§ Work to be completed
The response should contain every entry, reproduced exactly.
──────────
//! Property tests for the quantified invariants documented for
//! `MetadataCollection` and for graphs produced by the builder/walker pair.
//! Generators are kept small and shallow on purpose: these laws hold at
//! every size, so there is nothing to gain from deep or wide trees beyond
//! longer runs.

use proptest::prelude::*;
use typing_graph_core::{Config, Engine, MetadataCollection};
use typing_graph_testhelpers::adapter::MockAdapter;
use typing_graph_testhelpers::metadata::Tag;
use typing_graph_testhelpers::raw::{MetaItem, MockRaw};

fn engine() -> Engine<MockAdapter> {
    Engine::new(MockAdapter)
}

fn list_of(arg: MockRaw) -> MockRaw {
    MockRaw::Subscripted {
        origin: MockRaw::Generic {
            name: "list",
            type_params: Vec::new(),
        }
        .boxed(),
        args: vec![arg],
    }
}

fn arb_tag() -> impl Strategy<Value = Tag> {
    prop::string::string_regex("[a-z]{0,6}").unwrap().prop_map(Tag)
}

fn arb_collection() -> impl Strategy<Value = MetadataCollection> {
    prop::collection::vec(arb_tag(), 0..8)
        .prop_map(|tags| MetadataCollection::new(tags.into_iter().map(|t| Box::new(t) as _)))
}

fn arb_meta_item() -> impl Strategy<Value = MetaItem> {
    prop_oneof![
        any::<i64>().prop_map(MetaItem::Int),
        any::<i64>().prop_map(MetaItem::Gt),
        "[a-z]{0,6}".prop_map(MetaItem::Str),
    ]
}

fn as_metadata(items: &[MetaItem]) -> MetadataCollection {
    MetadataCollection::new(items.iter().cloned().map(|m| Box::new(m) as _))
}

/// A bounded tree of `list[...]`/`int | str | bool` shapes, shallow enough
/// that every generated case finishes quickly but still nests at least a
/// couple of levels some of the time.
fn arb_raw() -> impl Strategy<Value = MockRaw> {
    let leaf = prop_oneof![
        Just(MockRaw::Concrete("int")),
        Just(MockRaw::Concrete("str")),
        Just(MockRaw::Concrete("bool")),
        Just(MockRaw::NoneType),
    ];
    leaf.prop_recursive(3, 16, 3, |inner| {
        prop_oneof![
            inner.clone().prop_map(list_of),
            prop::collection::vec(inner, 2..4).prop_map(MockRaw::Union),
        ]
    })
}

proptest! {
    /// Concatenating with an empty collection on either side is a no-op.
    #[test]
    fn concat_with_empty_is_identity(c in arb_collection()) {
        prop_assert_eq!(MetadataCollection::empty().concat(&c), c.clone());
        prop_assert_eq!(c.concat(&MetadataCollection::empty()), c);
    }

    /// Concatenation is length-additive.
    #[test]
    fn concat_length_is_additive(a in arb_collection(), b in arb_collection()) {
        prop_assert_eq!(a.concat(&b).len(), a.len() + b.len());
    }

    /// First-occurrence de-duplication never grows the collection.
    #[test]
    fn unique_never_grows(c in arb_collection()) {
        prop_assert!(c.unique().len() <= c.len());
    }

    /// Sorting twice is the same as sorting once (stable-sort fixpoint).
    #[test]
    fn sorted_is_a_fixpoint(c in arb_collection()) {
        let once = c.sorted();
        let twice = once.sorted();
        prop_assert_eq!(once, twice);
    }

    /// Reversing twice returns to the original order.
    #[test]
    fn double_reverse_is_identity(c in arb_collection()) {
        prop_assert_eq!(c.reversed().reversed(), c);
    }

    /// Excluding a type that was never present is a no-op.
    #[test]
    fn exclude_of_absent_type_is_identity(c in arb_collection()) {
        let other_type_ids = typing_graph_core::type_ids![typing_graph_testhelpers::metadata::MetaGroup];
        prop_assert_eq!(c.exclude(&other_type_ids), c);
    }

    /// Every node in a built graph reports exactly as many children as
    /// edges, no matter the shape.
    #[test]
    fn children_and_edges_stay_equal_length(raw in arb_raw()) {
        let node = engine().inspect_type(&raw, None, None).unwrap();
        let walked: Vec<_> = engine().walk(node, None, |_| true).unwrap().collect();
        for n in &walked {
            prop_assert_eq!(n.children().len(), n.edges().len());
        }
    }

    /// `max_depth == 0` always yields exactly the root, regardless of shape.
    #[test]
    fn zero_max_depth_yields_only_the_root(raw in arb_raw()) {
        let node = engine().inspect_type(&raw, None, None).unwrap();
        let walked: Vec<_> = engine().walk(node.clone(), Some(0), |_| true).unwrap().collect();
        prop_assert_eq!(walked.len(), 1);
        prop_assert!(walked[0].ptr_eq(&node));
    }

    /// The walker never yields the same node identity twice over a tree with
    /// no intentional sharing.
    #[test]
    fn walker_does_not_repeat_identities(raw in arb_raw()) {
        let node = engine().inspect_type(&raw, None, None).unwrap();
        let walked: Vec<_> = engine().walk(node, None, |_| true).unwrap().collect();
        let mut seen = std::collections::HashSet::new();
        for n in &walked {
            prop_assert!(seen.insert(n.cache_key()));
        }
    }

    /// Re-inspecting the same raw value under the default config hits the
    /// cache and returns the identical node instance.
    #[test]
    fn repeated_inspection_is_cached(raw in arb_raw()) {
        let engine = engine();
        let first = engine.inspect_type(&raw, None, None).unwrap();
        let second = engine.inspect_type(&raw, None, None).unwrap();
        prop_assert!(first.ptr_eq(&second));
    }

    /// A stricter config fingerprint is a distinct cache entry from the
    /// default: same raw value, different node instance.
    #[test]
    fn distinct_config_is_a_distinct_cache_entry(raw in arb_raw()) {
        let engine = engine();
        let default = engine.inspect_type(&raw, None, None).unwrap();
        let stricter = Config::builder().max_depth(Some(64)).build();
        let other = engine.inspect_type(&raw, Some(&stricter), None).unwrap();
        prop_assert!(!default.ptr_eq(&other));
    }

    /// `from_annotated` on a single `Annotated[T, ...]` layer collects
    /// exactly that layer's metadata, in order, regardless of `recursive`.
    #[test]
    fn from_annotated_collects_one_layer(base in arb_meta_item(), rest in prop::collection::vec(arb_meta_item(), 0..4)) {
        let mut items = vec![base];
        items.extend(rest);
        let raw = MockRaw::Annotated {
            base: MockRaw::Concrete("int").boxed(),
            metadata: items.clone(),
        };
        let expected = as_metadata(&items);
        prop_assert_eq!(MetadataCollection::from_annotated(&MockAdapter, &raw, false), expected.clone());
        prop_assert_eq!(MetadataCollection::from_annotated(&MockAdapter, &raw, true), expected);
    }

    /// `recursive=true` appends an inner wrapper's metadata after the outer
    /// layer's; `recursive=false` stops at the outer layer.
    #[test]
    fn from_annotated_recursive_flattens_nested_layers(outer in prop::collection::vec(arb_meta_item(), 1..4), inner in prop::collection::vec(arb_meta_item(), 1..4)) {
        let raw = MockRaw::Annotated {
            base: MockRaw::Annotated {
                base: MockRaw::Concrete("int").boxed(),
                metadata: inner.clone(),
            }
            .boxed(),
            metadata: outer.clone(),
        };

        let shallow = MetadataCollection::from_annotated(&MockAdapter, &raw, false);
        prop_assert_eq!(shallow, as_metadata(&outer));

        let mut combined = outer;
        combined.extend(inner);
        let deep = MetadataCollection::from_annotated(&MockAdapter, &raw, true);
        prop_assert_eq!(deep, as_metadata(&combined));
    }
}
──────────
§ Exercise output
//! Property tests for the quantified invariants documented for
//! `MetadataCollection` and for graphs produced by the builder/walker pair.
//! Generators are kept small and shallow on purpose: these laws hold at
//! every size, so there is nothing to gain from deep or wide trees beyond
//! longer runs.

use proptest::prelude::*;
use typing_graph_core::{Config, Engine, MetadataCollection};
use typing_graph_testhelpers::adapter::MockAdapter;
use typing_graph_testhelpers::metadata::Tag;
use typing_graph_testhelpers::raw::{MetaItem, MockRaw};

fn engine() -> Engine<MockAdapter> {
    Engine::new(MockAdapter)
}

fn list_of(arg: MockRaw) -> MockRaw {
    MockRaw::Subscripted {
        origin: MockRaw::Generic {
            name: "list",
            type_params: Vec::new(),
        }
        .boxed(),
        args: vec![arg],
    }
}

fn arb_tag() -> impl Strategy<Value = Tag> {
    prop::string::string_regex("[a-z]{0,6}").unwrap().prop_map(Tag)
}

fn arb_collection() -> impl Strategy<Value = MetadataCollection> {
    prop::collection::vec(arb_tag(), 0..8)
        .prop_map(|tags| MetadataCollection::new(tags.into_iter().map(|t| Box::new(t) as _)))
}

fn arb_meta_item() -> impl Strategy<Value = MetaItem> {
    prop_oneof![
        any::<i64>().prop_map(MetaItem::Int),
        any::<i64>().prop_map(MetaItem::Gt),
        "[a-z]{0,6}".prop_map(MetaItem::Str),
    ]
}

fn as_metadata(items: &[MetaItem]) -> MetadataCollection {
    MetadataCollection::new(items.iter().cloned().map(|m| Box::new(m) as _))
}

/// A bounded tree of `list[...]`/`int | str | bool` shapes, shallow enough
/// that every generated case finishes quickly but still nests at least a
/// couple of levels some of the time.
fn arb_raw() -> impl Strategy<Value = MockRaw> {
    let leaf = prop_oneof![
        Just(MockRaw::Concrete("int")),
        Just(MockRaw::Concrete("str")),
        Just(MockRaw::Concrete("bool")),
        Just(MockRaw::NoneType),
    ];
    leaf.prop_recursive(3, 16, 3, |inner| {
        prop_oneof![
            inner.clone().prop_map(list_of),
            prop::collection::vec(inner, 2..4).prop_map(MockRaw::Union),
        ]
    })
}

proptest! {
    /// Concatenating with an empty collection on either side is a no-op.
    #[test]
    fn concat_with_empty_is_identity(c in arb_collection()) {
        prop_assert_eq!(MetadataCollection::empty().concat(&c), c.clone());
        prop_assert_eq!(c.concat(&MetadataCollection::empty()), c);
    }

    /// Concatenation is length-additive.
    #[test]
    fn concat_length_is_additive(a in arb_collection(), b in arb_collection()) {
        prop_assert_eq!(a.concat(&b).len(), a.len() + b.len());
    }

    /// First-occurrence de-duplication never grows the collection.
    #[test]
    fn unique_never_grows(c in arb_collection()) {
        prop_assert!(c.unique().len() <= c.len());
    }

    /// Sorting twice is the same as sorting once (stable-sort fixpoint).
    #[test]
    fn sorted_is_a_fixpoint(c in arb_collection()) {
        let once = c.sorted();
        let twice = once.sorted();
        prop_assert_eq!(once, twice);
    }

    /// Reversing twice returns to the original order.
    #[test]
    fn double_reverse_is_identity(c in arb_collection()) {
        prop_assert_eq!(c.reversed().reversed(), c);
    }

    /// Excluding a type that was never present is a no-op.
    #[test]
    fn exclude_of_absent_type_is_identity(c in arb_collection()) {
        let other_type_ids = typing_graph_core::type_ids![typing_graph_testhelpers::metadata::MetaGroup];
        prop_assert_eq!(c.exclude(&other_type_ids), c);
    }

    /// Every node in a built graph reports exactly as many children as
    /// edges, no matter the shape.
    #[test]
    fn children_and_edges_stay_equal_length(raw in arb_raw()) {
        let node = engine().inspect_type(&raw, None, None).unwrap();
        let walked: Vec<_> = engine().walk(node, None, |_| true).unwrap().collect();
        for n in &walked {
            prop_assert_eq!(n.children().len(), n.edges().len());
        }
    }

    /// `max_depth == 0` always yields exactly the root, regardless of shape.
    #[test]
    fn zero_max_depth_yields_only_the_root(raw in arb_raw()) {
        let node = engine().inspect_type(&raw, None, None).unwrap();
        let walked: Vec<_> = engine().walk(node.clone(), Some(0), |_| true).unwrap().collect();
        prop_assert_eq!(walked.len(), 1);
        prop_assert!(walked[0].ptr_eq(&node));
    }

    /// The walker never yields the same node identity twice over a tree with
    /// no intentional sharing.
    #[test]
    fn walker_does_not_repeat_identities(raw in arb_raw()) {
        let node = engine().inspect_type(&raw, None, None).unwrap();
        let walked: Vec<_> = engine().walk(node, None, |_| true).unwrap().collect();
        let mut seen = std::collections::HashSet::new();
        for n in &walked {
            prop_assert!(seen.insert(n.cache_key()));
        }
    }

    /// Re-inspecting the same raw value under the default config hits the
    /// cache and returns the identical node instance.
    #[test]
    fn repeated_inspection_is_cached(raw in arb_raw()) {
        let engine = engine();
        let first = engine.inspect_type(&raw, None, None).unwrap();
        let second = engine.inspect_type(&raw, None, None).unwrap();
        prop_assert!(first.ptr_eq(&second));
    }

    /// A stricter config fingerprint is a distinct cache entry from the
    /// default: same raw value, different node instance.
    #[test]
    fn distinct_config_is_a_distinct_cache_entry(raw in arb_raw()) {
        let engine = engine();
        let default = engine.inspect_type(&raw, None, None).unwrap();
        let stricter = Config::builder().max_depth(Some(64)).build();
        let other = engine.inspect_type(&raw, Some(&stricter), None).unwrap();
        prop_assert!(!default.ptr_eq(&other));
    }

    /// `from_annotated` on a single `Annotated[T, ...]` layer collects
    /// exactly that layer's metadata, in order, regardless of `recursive`.
    #[test]
    fn from_annotated_collects_one_layer(base in arb_meta_item(), rest in prop::collection::vec(arb_meta_item(), 0..4)) {
        let mut items = vec![base];
        items.extend(rest);
        let raw = MockRaw::Annotated {
            base: MockRaw::Concrete("int").boxed(),
            metadata: items.clone(),
        };
        let expected = as_metadata(&items);
        prop_assert_eq!(MetadataCollection::from_annotated(&MockAdapter, &raw, false), expected.clone());
        prop_assert_eq!(MetadataCollection::from_annotated(&MockAdapter, &raw, true), expected);
    }

    /// `recursive=true` appends an inner wrapper's metadata after the outer
    /// layer's; `recursive=false` stops at the outer layer.
    #[test]
    fn from_annotated_recursive_flattens_nested_layers(outer in prop::collection::vec(arb_meta_item(), 1..4), inner in prop::collection::vec(arb_meta_item(), 1..4)) {
        let raw = MockRaw::Annotated {
            base: MockRaw::Annotated {
                base: MockRaw::Concrete("int").boxed(),
                metadata: inner.clone(),
            }
            .boxed(),
            metadata: outer.clone(),
        };

        let shallow = MetadataCollection::from_annotated(&MockAdapter, &raw, false);
        prop_assert_eq!(shallow, as_metadata(&outer));

        let mut combined = outer;
        combined.extend(inner);
        let deep = MetadataCollection::from_annotated(&MockAdapter, &raw, true);
        prop_assert_eq!(deep, as_metadata(&combined));
    }
}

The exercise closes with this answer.